Birgus has been a member of the European Society for the History of Photography since 2001. He is Czech editor for the Imago journal and chief editor of Listy o fotografii. He writes regularly for the Mladá fronta Dnes and Hospodárské noviny dailies, as well as writing for the journals Ateliér, Fotograf, Fotografie Magazín, Photonews, European Photography, Kwartalnik Fotografia, Portfolio, etc. He is also a member of the Prague House of Photography.
Birgus is considered to be one of the top Czech scholars and writers on Czech photography, as well as a talented contemporary photographer. He has written dozens of books and had his photographs published many times, including in two monographs, "Vladimiír Birgus: Cosi nevyslovitelného--Something Unspeakable" and "Vladimír Birgus: Fotografie 1981-2004/Photographs 1981-2004".
His color photography uses strong color to convey mystery and a quixotic sense of life. He has photographed all over the world, including Asia, North America, Central America and Europe.
Critic Matt Damsker has written the following about Birgus and his art. "As Elzbieta Lubowicz notes in her introduction (to his monograph), Birgus uses large areas of dominant color--often primaries, and often red or yellow--to create an 'unrealistic atmosphere [that reminds] us of abstract paintings more than of reality recordings.' And yet his images are always in touch with the grit and texture of the modern, urban world. The human figures in his geometrically flattened landscapes of intersecting planes, shadows and sun-struck color are recognizably self-absorbed, often standing or walking in relation to one another, but without narrative or emotional connection."
Damsker continues, "The result is a singular photographic strategy that celebrates random visual fact, the coloristic beauty of everything from industrial materials to blue sky, and the human form as a means of activating and offsetting the inanimate forms that press in on us. Across the beaches, tiles, boardwalks, landing strips, streets, and rooftops of cities from Moscow to Paris, Seattle to New York, Birgus makes haunting, expressive photographs that reward the eye with glancing detail, fragmented narrative and rich natural light. His tendency to capture his own shadow as he takes the picture may echo Lee Friedlander without Friedlander's wit, but in the course of 20 years, Birgus manages to not repeat himself or fall prey to preciousness. His art brings the taut, toughened Czech sensibility into a wider world of big sky, sea, and postmodern architecture--and the result is usually something we have not seen before."
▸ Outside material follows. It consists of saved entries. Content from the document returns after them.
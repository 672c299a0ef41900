//! Route tree construction.

pub mod health;
pub mod stock;

use axum::Router;

use crate::state::AppState;

/// Build the `/api/v1` route tree.
///
/// ```text
/// /stock/quantity     GET   aggregate quantity by color + percentage window
/// /stock/income       POST  register incoming stock
/// /stock/outcome      POST  register outgoing stock
/// /stock/import       POST  bulk load from a delimited file upload
/// /stock/{id}         PUT   update an item's attributes
/// ```
pub fn api_routes() -> Router<AppState> {
    Router::new().nest("/stock", stock::router())
}
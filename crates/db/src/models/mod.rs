//! Domain model structs and DTOs.
//!
//! Each submodule contains:
//! - A `FromRow` + `Serialize` entity struct matching the database row
//! - `Deserialize` DTOs for the operations that touch that entity

pub mod stock_item;
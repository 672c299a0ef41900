//! Repository layer.
//!
//! Each repository is a zero-sized struct providing async methods that
//! accept `&PgPool` as the first argument. Mutating stock operations run
//! as single atomic statements or explicit transactions so concurrent
//! movements on the same (color, material_pct) key cannot interleave.

pub mod stock_item_repo;

pub use stock_item_repo::{LedgerError, StockItemRepo};
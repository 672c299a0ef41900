//! Shared range-checking helpers for stock item attributes.

use crate::error::CoreError;

/// Lowest admissible material percentage.
pub const MIN_MATERIAL_PCT: i32 = 0;

/// Highest admissible material percentage.
pub const MAX_MATERIAL_PCT: i32 = 100;

/// Whether a material percentage falls within `[0, 100]`.
pub fn material_pct_in_bounds(value: i32) -> bool {
    (MIN_MATERIAL_PCT..=MAX_MATERIAL_PCT).contains(&value)
}

/// Validate a `[min_pct, max_pct]` filter window.
///
/// Both bounds must lie in `[0, 100]` and the window must not be inverted.
pub fn validate_pct_range(min_pct: i32, max_pct: i32) -> Result<(), CoreError> {
    if !material_pct_in_bounds(min_pct) || !material_pct_in_bounds(max_pct) {
        return Err(CoreError::Validation(format!(
            "material percentage bounds must be between {MIN_MATERIAL_PCT} and {MAX_MATERIAL_PCT}, \
             got [{min_pct}, {max_pct}]"
        )));
    }
    if min_pct > max_pct {
        return Err(CoreError::Validation(format!(
            "min_pct must not exceed max_pct, got [{min_pct}, {max_pct}]"
        )));
    }
    Ok(())
}

/// Collect constraint violations for one stock movement's fields.
///
/// Returns one message per violated constraint; empty means the fields are
/// admissible. The same constraints apply to movement request bodies and to
/// bulk-import rows.
pub fn movement_violations(color: &str, material_pct: i32, quantity: i32) -> Vec<String> {
    let mut problems = Vec::new();
    if color.trim().is_empty() {
        problems.push("color must not be blank".to_string());
    }
    if !material_pct_in_bounds(material_pct) {
        problems.push(format!(
            "material percentage must be between {MIN_MATERIAL_PCT} and {MAX_MATERIAL_PCT}"
        ));
    }
    if quantity < 1 {
        problems.push("quantity must be at least 1".to_string());
    }
    problems
}

/// Collect constraint violations for a partial update.
///
/// Absent fields are not checked (they leave the stored value unchanged).
/// Unlike movements, an update may set the quantity to zero.
pub fn update_violations(
    color: Option<&str>,
    material_pct: Option<i32>,
    quantity: Option<i32>,
) -> Vec<String> {
    let mut problems = Vec::new();
    if let Some(color) = color {
        if color.trim().is_empty() {
            problems.push("color must not be blank".to_string());
        }
    }
    if let Some(pct) = material_pct {
        if !material_pct_in_bounds(pct) {
            problems.push(format!(
                "material percentage must be between {MIN_MATERIAL_PCT} and {MAX_MATERIAL_PCT}"
            ));
        }
    }
    if let Some(quantity) = quantity {
        if quantity < 0 {
            problems.push("quantity must not be negative".to_string());
        }
    }
    problems
}

#[cfg(test)]
mod tests {
    use super::*;

    #[test]
    fn accepts_boundary_windows() {
        assert!(validate_pct_range(0, 100).is_ok());
        assert!(validate_pct_range(0, 0).is_ok());
        assert!(validate_pct_range(100, 100).is_ok());
        assert!(validate_pct_range(30, 70).is_ok());
    }

    #[test]
    fn rejects_out_of_bounds() {
        assert!(validate_pct_range(-1, 50).is_err());
        assert!(validate_pct_range(0, 101).is_err());
    }

    #[test]
    fn rejects_inverted_window() {
        assert!(validate_pct_range(60, 40).is_err());
    }

    #[test]
    fn movement_with_valid_fields_has_no_violations() {
        assert!(movement_violations("red", 40, 1).is_empty());
    }

    #[test]
    fn movement_collects_one_message_per_violation() {
        let problems = movement_violations("  ", 101, 0);
        assert_eq!(problems.len(), 3);
        assert!(problems[0].contains("color"));
        assert!(problems[1].contains("material percentage"));
        assert!(problems[2].contains("quantity"));
    }

    #[test]
    fn update_skips_absent_fields() {
        assert!(update_violations(None, None, None).is_empty());
        assert!(update_violations(Some("blue"), None, Some(0)).is_empty());
    }

    #[test]
    fn update_rejects_provided_bad_fields() {
        assert_eq!(update_violations(Some(""), Some(-5), Some(-1)).len(), 3);
    }
}
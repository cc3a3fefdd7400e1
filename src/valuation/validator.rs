//! Input validation
//!
//! Checks every field of a [`BusinessFinancials`] candidate and collects
//! all violations at once so a form can highlight them together.

use super::error::FieldError;
use super::types::{BusinessFinancials, ValidatedFinancials};
use rust_decimal::Decimal;
use rust_decimal_macros::dec;

const CONCENTRATION_MIN: Decimal = dec!(0);
const CONCENTRATION_MAX: Decimal = dec!(100);

/// Validate a candidate and apply neutral defaults to omitted fields
pub fn validate(input: &BusinessFinancials) -> Result<ValidatedFinancials, Vec<FieldError>> {
    let mut errors = Vec::new();

    let annual_revenue = match input.annual_revenue {
        None => {
            errors.push(FieldError::required("annualRevenue"));
            Decimal::ZERO
        }
        Some(revenue) => {
            if revenue <= Decimal::ZERO {
                errors.push(FieldError::not_positive("annualRevenue", revenue));
            }
            revenue
        }
    };

    // Any sign is fine, it just has to be there
    let ebitda = match input.ebitda {
        None => {
            errors.push(FieldError::required("ebitda"));
            Decimal::ZERO
        }
        Some(ebitda) => ebitda,
    };

    let total_assets = non_negative(input.total_assets, "totalAssets", &mut errors);
    let total_liabilities = non_negative(input.total_liabilities, "totalLiabilities", &mut errors);
    let recurring_revenue = non_negative(input.recurring_revenue, "recurringRevenue", &mut errors);

    let customer_concentration_percent = input.customer_concentration_percent.unwrap_or_default();
    if customer_concentration_percent < CONCENTRATION_MIN
        || customer_concentration_percent > CONCENTRATION_MAX
    {
        errors.push(FieldError::out_of_range(
            "customerConcentrationPercent",
            CONCENTRATION_MIN,
            CONCENTRATION_MAX,
            customer_concentration_percent,
        ));
    }

    if !errors.is_empty() {
        return Err(errors);
    }

    Ok(ValidatedFinancials {
        industry: input.industry.trim().to_string(),
        annual_revenue,
        ebitda,
        total_assets,
        total_liabilities,
        revenue_growth_rate_percent: input.revenue_growth_rate_percent.unwrap_or_default(),
        market_position: input.market_position.unwrap_or_default(),
        recurring_revenue,
        customer_concentration_percent,
        key_person_dependency: input.key_person_dependency.unwrap_or_default(),
        market_risk: input.market_risk.unwrap_or_default(),
    })
}

fn non_negative(value: Option<Decimal>, field: &str, errors: &mut Vec<FieldError>) -> Decimal {
    let value = value.unwrap_or_default();
    if value < Decimal::ZERO {
        errors.push(FieldError::negative(field, value));
    }
    value
}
His photographs are in the collections of many institutions, including Museum Ludwig (Cologne), Maison Européenne de la Photographie, Bibliothéque National (Paris), Museet for Fotokunst, Lietuvos fotografu sajunga, Fotografijos muziejus, International Center of Photography (New York), Yokohama Museum of Art, Umeleckoprumyslové museum, Moravská galerie, Muzeum umení, Slezské zemské muzeum, Muzeum umení a designu, Galerie výtvarného umení, Prague House of Photography, Národní muzeum fotografie, Jindrichuv Hradec and Státní ústrední archivSbírka Svazu ceských fotografie.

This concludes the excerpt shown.